PSEUDOMEMBRANOUS PHARYNGITIS IN SHEEP.
Cause; infected dust on susceptible subject; inoculation. Symptoms; movement of jaws; frothy lips; salivation; viscid nasal discharge; difficult swallowing and breathing; swollen tender throat; extended head; anorexia; cyanosis; open mouth; cough expels shreds of false membrane; asphyxia. Lesions. Treatment; Glauber salts or muriatic acid in water; antiseptic fumigation and drinking water; antisepsis of the pharynx.
Roche-Lubin speaks of this disease as common in flocks, as the result of moving them around for twenty-four hours in a narrow enclosure covered with dust which is raised in a cloud and settles in the fleece so as to increase its weight. The fever and excitement caused by the constant driving and the local action of the infected dust on the respiratory mucous membrane is said to bring about the intense exudative inflammation. It has been seen especially in the spring in young lambs shortly after weaning. Damman claims that he transmitted the disease to sheep by inoculating the diphtheritic exudate of the calf.

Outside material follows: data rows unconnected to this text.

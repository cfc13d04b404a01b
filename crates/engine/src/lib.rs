pub mod aggregate;
pub mod cell;
pub mod coerce;
pub mod compare;
pub mod roles;
pub mod session;
pub mod sheet;
pub mod view;
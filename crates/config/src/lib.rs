pub mod settings;

pub use settings::Settings;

Symptoms. There were constant movements of the jaws, with the accumulation of frothy saliva round the lips or the drivelling of this secretion from the mouth, the discharge of a viscid white material from the nose, difficulty of deglutition, hurried, panting, snuffling breathing, swelling and tenderness of the throat, and the occurrence of cough and the discharge of mucopurulent matter whenever it was pressed. The head and neck are held rigidly extended, the eyes are dull or glazed, the appetite is completely lost, the mucosæ red and cyanotic and the animal weak and unsteady upon its limbs. By the third or fourth day respiration has become so difficult that the mouth is held constantly open, the tongue protruded and the painful convulsive cough leads to the expulsion by the nose and mouth of shreds of false membrane. Careful examination of the nose or of the fauces may detect the grayish or yellowish patches of false membrane at an earlier stage. Death by asphyxia is common.
Lesions do not differ materially from those seen in the calf. The inflammation and pseudomembranous exudate may extend as far as the trachea and bronchia in which case the indications of death by asphyxia are clearly marked.

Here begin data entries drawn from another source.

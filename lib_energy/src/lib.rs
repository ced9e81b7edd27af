//! # lib_energy
//!
//! Shared library for the energy ingestion service. It turns a feed of
//! cumulative energy-counter readings, published per gateway over MQTT, into
//! consumption deltas written to PostgreSQL.
//!
//! Modules are gated by cargo features so that small tools can pull in only
//! what they need:
//!
//! - **`configs`**: policy values (window size, delta mode, decoding
//!   strictness, recovery strategy) and their parsing.
//! - **`core`**: the engine itself. Topic resolution, the windowed delta
//!   engine, the ingestion dispatcher, the liveness watchdog and the traits
//!   at which external collaborators plug in.
//! - **`connections`**: the PostgreSQL persistence gateway.
//! - **`ingestors`**: the MQTT transport adapter.

#![forbid(unsafe_code)]
#![warn(rust_2018_idioms, unused_qualifications)]

#[cfg(feature = "configs")]
pub mod configs;

#[cfg(feature = "core")]
pub mod core;

#[cfg(feature = "connections")]
pub mod connections;

#[cfg(feature = "ingestors")]
pub mod ingestors;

Treatment is the same as for the calf. Tepid drinks slightly acidified with muriatic acid, or the addition to the drinking water of one pound of sulphate of soda to every fifty sheep has been especially recommended. Fumigation with sulphurous acid or chlorine is easy of application in flocks. As alternatives for addition to the water may be named hyposulphite or bisulphite of soda, borax, carbolic acid, or spirits of turpentine. For treatment individually swabbing the throat with antiseptics and dilute caustics, electuaries, and hot poultices to the throat may be tried.